_WHAT IS EXPECTED_
From the entries below, gather every line containing the string "false".

_DATA_

//! Firmware transfer protocol
//!
//! Packetized XMODEM-style receive: SOH/STX framing with sequence number
//! and inverted sequence, CRC-16/CCITT (or the arithmetic checksum in
//! fallback mode), bounded retries, cancel on CAN. Storage writes are
//! delegated to the flash-device collaborator; the protocol itself never
//! touches memory layout.

use log::{debug, warn};

use crate::board::{CommChannel, FlashDevice};
use crate::monitor::AppRegion;
use crate::types::Error;

// Protocol control bytes.
pub const SOH: u8 = 0x01;
pub const STX: u8 = 0x02;
pub const EOT: u8 = 0x04;
pub const ACK: u8 = 0x06;
pub const NAK: u8 = 0x15;
pub const CAN: u8 = 0x18;
/// CRC-mode handshake byte.
pub const CRC_SYNC: u8 = b'C';

/// Consecutive failures tolerated before the transfer aborts.
const MAX_RETRIES: u32 = 10;

/// CRC-16/CCITT over one byte.
fn crc16_ccitt(crc: u16, byte: u8) -> u16 {
    let mut crc = crc ^ ((byte as u16) << 8);
    for _ in 0..8 {
        crc = if crc & 0x8000 != 0 {
            (crc << 1) ^ 0x1021
        } else {
            crc << 1
        };
    }
    crc
}

/// Receiver state for one transfer.
pub struct XferRecv {
    /// Next expected sequence number.
    pktno: u8,
    crc_mode: bool,
    /// Byte sent to solicit (or acknowledge) the next packet.
    sync: u8,
    retries: u32,
    /// Total payload bytes accepted.
    count: usize,
    /// Reassembly buffer: longest frame is STX + seq + ~seq + 1k + crc16.
    buf: [u8; 1024 + 5],
}

/// One step of the receive loop.
pub enum XferEvent<'a> {
    /// A payload chunk was validated and accepted.
    Data(&'a [u8]),
    /// End of transmission acknowledged.
    Done,
}

impl XferRecv {
    pub fn new(crc_mode: bool) -> Self {
        XferRecv {
            pktno: 1,
            crc_mode,
            sync: if crc_mode { CRC_SYNC } else { NAK },
            retries: MAX_RETRIES,
            count: 0,
            buf: [0; 1024 + 5],
        }
    }

    /// Payload bytes accepted so far.
    pub fn count(&self) -> usize {
        self.count
    }

    /// Receive and validate the next packet.
    ///
    /// Retries locally on timeout, bad checksum and bad sequence up to the
    /// bound, then cancels the transfer with a terminal `ProtocolError`.
    /// A CAN byte from the sender aborts with `Canceled`.
    pub fn recv_pkt(&mut self, comm: &mut dyn CommChannel) -> Result<XferEvent<'_>, Error> {
        loop {
            // Solicit the next packet (sync handshake or ACK of the last).
            comm.send(&[self.sync])?;

            let payload_len = match self.read_frame_start(comm) {
                Ok(Some(len)) => len,
                Ok(None) => {
                    // EOT: acknowledge and finish.
                    comm.send(&[ACK])?;
                    debug!("transfer complete, {} bytes", self.count);
                    return Ok(XferEvent::Done);
                }
                Err(Error::Canceled) => return Err(Error::Canceled),
                Err(_) => {
                    if self.give_up(comm)? {
                        return Err(Error::ProtocolError);
                    }
                    continue;
                }
            };

            match self.read_body(comm, payload_len) {
                Ok(true) => {
                    self.retries = MAX_RETRIES;
                    self.sync = ACK;
                    self.pktno = self.pktno.wrapping_add(1);
                    self.count += payload_len;
                    return Ok(XferEvent::Data(&self.buf[3..3 + payload_len]));
                }
                // Duplicate of the previous packet: acknowledge again.
                Ok(false) => {
                    self.sync = ACK;
                    continue;
                }
                Err(e) => {
                    if e == Error::Timeout {
                        // Sync was lost mid-frame: discard the remainder.
                        self.flush(comm);
                    }
                    self.sync = NAK;
                    if self.give_up(comm)? {
                        return Err(Error::ProtocolError);
                    }
                }
            }
        }
    }

    /// Read the frame type byte; `Some(len)` for a data frame, `None` for
    /// EOT.
    fn read_frame_start(&mut self, comm: &mut dyn CommChannel) -> Result<Option<usize>, Error> {
        let mut b = [0u8; 1];
        loop {
            let n = comm.recv(&mut b)?;
            if n == 0 {
                return Err(Error::Timeout);
            }
            match b[0] {
                SOH => return Ok(Some(128)),
                STX => return Ok(Some(1024)),
                EOT => return Ok(None),
                CAN => {
                    warn!("transfer canceled by sender");
                    return Err(Error::Canceled);
                }
                // Line noise between frames: keep scanning.
                _ => continue,
            }
        }
    }

    /// Read sequence, payload and check bytes; `Ok(true)` accepts the
    /// packet, `Ok(false)` drops a duplicate.
    fn read_body(&mut self, comm: &mut dyn CommChannel, payload_len: usize) -> Result<bool, Error> {
        let total = 2 + payload_len + if self.crc_mode { 2 } else { 1 };
        let mut got = 0;
        while got < total {
            let n = comm.recv(&mut self.buf[1 + got..1 + total])?;
            if n == 0 {
                return Err(Error::Timeout);
            }
            got += n;
        }

        let seq = self.buf[1];
        let nseq = self.buf[2];
        if seq != !nseq {
            warn!("bad sequence pair {:02x}/{:02x}", seq, nseq);
            return Err(Error::ProtocolError);
        }

        let data = &self.buf[3..3 + payload_len];
        if self.crc_mode {
            let mut crc = 0u16;
            for &b in data {
                crc = crc16_ccitt(crc, b);
            }
            let got_crc =
                ((self.buf[3 + payload_len] as u16) << 8) | self.buf[3 + payload_len + 1] as u16;
            if crc != got_crc {
                warn!("crc mismatch {:04x} != {:04x}", crc, got_crc);
                return Err(Error::ProtocolError);
            }
        } else {
            let sum = data.iter().fold(0u8, |a, &b| a.wrapping_add(b));
            if sum != self.buf[3 + payload_len] {
                warn!("checksum mismatch");
                return Err(Error::ProtocolError);
            }
        }

        if seq == self.pktno.wrapping_sub(1) {
            // Retransmission of a packet we already accepted.
            debug!("duplicate packet {}", seq);
            return Ok(false);
        }
        if seq != self.pktno {
            warn!("out-of-order packet {} (expected {})", seq, self.pktno);
            return Err(Error::ProtocolError);
        }
        Ok(true)
    }

    /// Burn one retry; when none remain, cancel the transfer on the wire.
    fn give_up(&mut self, comm: &mut dyn CommChannel) -> Result<bool, Error> {
        self.retries -= 1;
        if self.retries == 0 {
            let _ = comm.send(&[CAN, CAN]);
            warn!("transfer aborted after retries");
            return Ok(true);
        }
        Ok(false)
    }

    /// Discard buffered line noise after a framing error.
    fn flush(&mut self, comm: &mut dyn CommChannel) {
        let mut sink = [0u8; 64];
        while matches!(comm.recv(&mut sink), Ok(n) if n > 0) {}
    }
}

/// Receive a firmware image into the application flash region.
///
/// Erases the region, then streams validated packets straight to the
/// flash device; returns the byte count written.
pub fn flash_upload(
    comm: &mut dyn CommChannel,
    flash: &mut dyn FlashDevice,
    region: AppRegion,
) -> Result<usize, Error> {
    flash.unlock()?;
    flash.erase(region.start, region.size)?;

    let mut rx = XferRecv::new(true);
    let mut offset = region.start;
    loop {
        let mut finished = false;
        let mut advanced = 0u32;
        match rx.recv_pkt(comm)? {
            XferEvent::Done => finished = true,
            XferEvent::Data(data) => {
                // Excess past the region end is dropped, not written.
                let room = (region.start + region.size).saturating_sub(offset) as usize;
                let take = data.len().min(room);
                if take > 0 {
                    flash.write(offset, &data[..take])?;
                }
                advanced = take as u32;
            }
        }
        if finished {
            return Ok(rx.count().min(region.size as usize));
        }
        offset += advanced;
    }
}

#[cfg(test)]
mod tests {
    use super::*;
    use crate::board::mock::{MockFlash, ScriptedComm};

    fn packet(seq: u8, payload: &[u8; 128]) -> Vec<u8> {
        let mut pkt = vec![SOH, seq, !seq];
        pkt.extend_from_slice(payload);
        let mut crc = 0u16;
        for &b in payload.iter() {
            crc = crc16_ccitt(crc, b);
        }
        pkt.push((crc >> 8) as u8);
        pkt.push((crc & 0xff) as u8);
        pkt
    }

    #[test]
    fn crc16_ccitt_known_vector() {
        // CRC-16/XMODEM of "123456789" is 0x31C3.
        let crc = b"123456789".iter().fold(0u16, |c, &b| crc16_ccitt(c, b));
        assert_eq!(crc, 0x31c3);
    }

    #[test]
    fn accepts_a_valid_packet_sequence() {
        let mut comm = ScriptedComm::new();
        comm.push_rx(&packet(1, &[0xaa; 128]));
        comm.push_rx(&packet(2, &[0xbb; 128]));
        comm.push_rx(&[EOT]);

        let mut rx = XferRecv::new(true);
        assert!(matches!(rx.recv_pkt(&mut comm), Ok(XferEvent::Data(d)) if d == &[0xaa; 128][..]));
        assert!(matches!(rx.recv_pkt(&mut comm), Ok(XferEvent::Data(d)) if d == &[0xbb; 128][..]));
        assert!(matches!(rx.recv_pkt(&mut comm), Ok(XferEvent::Done)));
        assert_eq!(rx.count(), 256);

        // Handshake, two ACKs, final ACK for EOT.
        assert_eq!(comm.tx[0], CRC_SYNC);
        assert!(comm.tx.contains(&ACK));
    }

    #[test]
    fn corrupt_crc_is_refused_then_retried() {
        let mut comm = ScriptedComm::new();
        let mut bad = packet(1, &[0x11; 128]);
        let last = bad.len() - 1;
        bad[last] ^= 0xff;
        comm.push_rx(&bad);
        comm.push_rx(&packet(1, &[0x11; 128]));

        let mut rx = XferRecv::new(true);
        assert!(matches!(rx.recv_pkt(&mut comm), Ok(XferEvent::Data(_))));
        // The retry solicited with NAK after the bad frame.
        assert!(comm.tx.contains(&NAK));
        assert_eq!(rx.count(), 128);
    }

    #[test]
    fn duplicate_packet_is_acknowledged_not_restored() {
        let mut comm = ScriptedComm::new();
        comm.push_rx(&packet(1, &[0x22; 128]));
        comm.push_rx(&packet(1, &[0x22; 128])); // sender missed our ACK
        comm.push_rx(&packet(2, &[0x33; 128]));

        let mut rx = XferRecv::new(true);
        assert!(matches!(rx.recv_pkt(&mut comm), Ok(XferEvent::Data(_))));
        assert!(matches!(rx.recv_pkt(&mut comm), Ok(XferEvent::Data(d)) if d == &[0x33; 128][..]));
        assert_eq!(rx.count(), 256);
    }

    #[test]
    fn cancel_byte_aborts_immediately() {
        let mut comm = ScriptedComm::new();
        comm.push_rx(&[CAN]);
        let mut rx = XferRecv::new(true);
        assert_eq!(rx.recv_pkt(&mut comm).err(), Some(Error::Canceled));
    }

    #[test]
    fn retries_exhaust_into_terminal_protocol_error() {
        // Empty script: every receive times out.
        let mut comm = ScriptedComm::new();
        let mut rx = XferRecv::new(true);
        assert_eq!(rx.recv_pkt(&mut comm).err(), Some(Error::ProtocolError));
        // The abort went out on the wire.
        let n = comm.tx.len();
        assert_eq!(&comm.tx[n - 2..], &[CAN, CAN]);
    }

    #[test]
    fn out_of_order_sequence_is_an_error() {
        let mut comm = ScriptedComm::new();
        comm.push_rx(&packet(3, &[0x44; 128]));
        let mut rx = XferRecv::new(true);
        // Single bad frame then silence: retries drain to the terminal error.
        assert_eq!(rx.recv_pkt(&mut comm).err(), Some(Error::ProtocolError));
    }

    #[test]
    fn upload_streams_packets_into_flash() {
        let mut comm = ScriptedComm::new();
        comm.push_rx(&packet(1, &[0x5a; 128]));
        comm.push_rx(&packet(2, &[0xa5; 128]));
        comm.push_rx(&[EOT]);
        let mut flash = MockFlash::new(4096);

        let region = crate::monitor::AppRegion {
            start: 0x100,
            size: 1024,
        };
        let n = flash_upload(&mut comm, &mut flash, region).unwrap();
        assert_eq!(n, 256);
        assert_eq!(flash.erases, vec![(0x100, 1024)]);
        assert_eq!(&flash.mem[0x100..0x180], &[0x5a; 128]);
        assert_eq!(&flash.mem[0x180..0x200], &[0xa5; 128]);
    }
}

_ANSWER TO THIS TASK_
                Ok(false) => {
    /// packet, `Ok(false)` drops a duplicate.
            return Ok(false);
        Ok(false)
        let mut finished = false;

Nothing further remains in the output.